Earlier Project Updates
4 Sept 2010
We have found 3 new daughter groups of U5a2 among the U5 project members. Here are the current results of all U5a2 including both the U5 project and all full mtDNA sequences published in GenBank:
U5a2a has 44 members and is widely distributed throughout Europe
U5a2b has 37 members with a dominant daughter of 28 members that is mostly located in central/eastern Europe
U5a2c has 12 members and is mostly located mostly in western Europe
U5a2d has 2 members with one of them in Finland
U5a2e has 3 members in eastern Europe (Slovenia, Belarus, Czech)

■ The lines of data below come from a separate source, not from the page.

// =============================================================================
// Ensemble degradation ladder — basic keeps trading, uniform disables entries
// =============================================================================

mod common;

use common::*;
use meridian_bot::cycle::CycleStatus;
use meridian_bot::features::FeatureManager;
use meridian_bot::ml::{DegradationLevel, ModelCache, StackingEnsemble};
use meridian_bot::types::Side;

/// Level 1: the 49-feature basic ensemble (strategy-signal columns dropped)
/// still produces entries.
#[tokio::test]
async fn basic_ensemble_continues_trading() {
    let state_dir = temp_state_dir();
    let harness = build_harness(
        test_config(&state_dir),
        fixed_ensemble(DegradationLevel::Basic, [0.1, 0.2, 0.7]),
        trending_bars(400, 10_000.0, 0.004),
        supporting_bars(120, 9_000.0, 0.003),
    );

    let report = harness.manager.run_cycle().await;

    assert_eq!(report.status, CycleStatus::Completed, "{report:?}");
    assert_eq!(report.decision, Some(Side::Buy), "{report:?}");
    assert!(
        report.execution.as_deref().unwrap_or("").starts_with("entered"),
        "level 1 must still trade: {report:?}"
    );
    assert_eq!(harness.manager.tracker().open_count(), 1);
}

/// Level 2: the uniform fallback runs cycles but produces only HOLD —
/// entries are structurally disabled at the risk gate.
#[tokio::test]
async fn uniform_fallback_runs_hold_only_cycles() {
    let state_dir = temp_state_dir();
    let harness = build_harness(
        test_config(&state_dir),
        StackingEnsemble::uniform(),
        trending_bars(400, 10_000.0, 0.004), // a market that would otherwise BUY
        supporting_bars(120, 9_000.0, 0.003),
    );

    for _ in 0..3 {
        let report = harness.manager.run_cycle().await;
        assert_eq!(report.status, CycleStatus::Completed, "{report:?}");
        assert_eq!(report.decision, Some(Side::Hold), "{report:?}");
        assert_eq!(report.rejection.as_deref(), Some("entries_disabled"));
        assert!(report.execution.is_none());
    }

    assert_eq!(harness.manager.tracker().open_count(), 0);
    assert_eq!(harness.exchange.live_order_count(), 0);
}

/// Ladder bottom: with no artifacts on disk the cache starts (and reloads)
/// at the uniform level rather than failing.
#[test]
fn empty_models_dir_falls_to_uniform() {
    let manager = FeatureManager::from_schema_file(schema_path()).unwrap();
    let dir = temp_state_dir();

    let cache = ModelCache::load(&dir, &manager);
    assert_eq!(cache.level(), DegradationLevel::Uniform);
    assert_eq!(cache.reload(&manager), DegradationLevel::Uniform);

    std::fs::remove_dir_all(&dir).ok();
}

/// Metadata whose feature order diverges from the canonical schema must not
/// be trusted — the loader falls through to uniform.
#[test]
fn divergent_metadata_is_rejected() {
    let manager = FeatureManager::from_schema_file(schema_path()).unwrap();
    let dir = temp_state_dir();

    let mut names: Vec<String> = manager.feature_names().to_vec();
    names.swap(0, 1);
    let metadata = serde_json::json!({
        "version": "9.9.9",
        "feature_order": names,
    });
    std::fs::write(
        dir.join("metadata.json"),
        serde_json::to_string_pretty(&metadata).unwrap(),
    )
    .unwrap();

    let cache = ModelCache::load(&dir, &manager);
    assert_eq!(cache.level(), DegradationLevel::Uniform);

    std::fs::remove_dir_all(&dir).ok();
}
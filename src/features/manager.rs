// =============================================================================
// FeatureManager — process-wide authority on feature identity and order
// =============================================================================
//
// Every other component reads the schema through this object. There is no
// mutation API: the manager is built once at startup from the canonical
// schema file and swapping schemas requires a restart.
// =============================================================================

use std::collections::HashMap;
use std::path::Path;

use tracing::info;

use crate::errors::ConfigError;
use crate::features::frame::FeatureFrame;
use crate::features::schema::{FeatureDef, FeatureSchema, MARKET_FEATURES};

/// Result of validating a frame against the canonical schema.
#[derive(Debug, Clone, Default)]
pub struct SchemaReport {
    pub ok: bool,
    pub missing: Vec<String>,
    pub extra: Vec<String>,
    pub order_mismatch: bool,
}

pub struct FeatureManager {
    schema: FeatureSchema,
    names: Vec<String>,
    index: HashMap<String, usize>,
}

impl FeatureManager {
    /// Initialize from the canonical schema file. Fails hard (startup-fatal)
    /// on a missing or invalid schema.
    pub fn from_schema_file(path: impl AsRef<Path>) -> Result<Self, ConfigError> {
        let path = path.as_ref();
        let schema = FeatureSchema::from_file(path)?;
        let names = schema.names();
        let index = names
            .iter()
            .enumerate()
            .map(|(i, n)| (n.clone(), i))
            .collect();

        info!(
            path = %path.display(),
            version = %schema.version,
            features = names.len(),
            "feature schema loaded"
        );

        Ok(Self {
            schema,
            names,
            index,
        })
    }

    pub fn schema_version(&self) -> &str {
        &self.schema.version
    }

    /// Ordered canonical feature names. Column order is a contract; inference
    /// inputs must match this bytewise.
    pub fn feature_names(&self) -> &[String] {
        &self.names
    }

    pub fn feature_count(&self) -> usize {
        self.names.len()
    }

    /// The 49 market features (everything except the strategy-signal columns).
    pub fn market_feature_count(&self) -> usize {
        MARKET_FEATURES
    }

    pub fn market_feature_names(&self) -> &[String] {
        &self.names[..MARKET_FEATURES]
    }

    pub fn index_of(&self, name: &str) -> Option<usize> {
        self.index.get(name).copied()
    }

    pub fn definition(&self, name: &str) -> Option<&FeatureDef> {
        self.index_of(name).map(|i| &self.schema.features[i])
    }

    /// Compare a frame's columns against the canonical schema.
    pub fn validate(&self, frame: &FeatureFrame) -> SchemaReport {
        let frame_cols: HashMap<&str, usize> = frame
            .columns()
            .iter()
            .enumerate()
            .map(|(i, c)| (c.as_str(), i))
            .collect();

        let missing: Vec<String> = self
            .names
            .iter()
            .filter(|n| !frame_cols.contains_key(n.as_str()))
            .cloned()
            .collect();

        let extra: Vec<String> = frame
            .columns()
            .iter()
            .filter(|c| !self.index.contains_key(c.as_str()))
            .cloned()
            .collect();

        let order_mismatch = missing.is_empty()
            && extra.is_empty()
            && frame.columns().iter().zip(&self.names).any(|(a, b)| a != b);

        SchemaReport {
            ok: missing.is_empty() && extra.is_empty() && !order_mismatch,
            missing,
            extra,
            order_mismatch,
        }
    }
}

impl std::fmt::Debug for FeatureManager {
    fn fmt(&self, f: &mut std::fmt::Formatter<'_>) -> std::fmt::Result {
        f.debug_struct("FeatureManager")
            .field("version", &self.schema.version)
            .field("features", &self.names.len())
            .finish()
    }
}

The 3 new unnamed daughter groups of U5a2 have origins in France, Portugal and England
11 Aug 2010
We currently have 840 U5 members in the project including 441 in U5a, 397 in U5b, and 2 not assigned to a U5a or U5b. U5a is mostly U5a1 with 312 members and there are 129 members in U5a2. U5b subgroups are more difficult to predict, but there are currently 70 members in U5b1, 90 members in U5b2, and 24 members in Ub3. Another 56 people are in the U5a project including 47 U5a and 9 U5b. Combining both projects we have 896 U5 test results. Approximately 200 U5 people have done the full mtDNA sequence test (FGS or FMS).
15 July 2010
Jørgen , Gail and Andreas have joined as co-administrators for the U5 project to organize the results and update the trees for U5a1, U5a2 and U5b, respectively. All project members have been placed in groups based on results of the Full mtDNA sequence or predicted groups based on HVR1 and HVR2 results.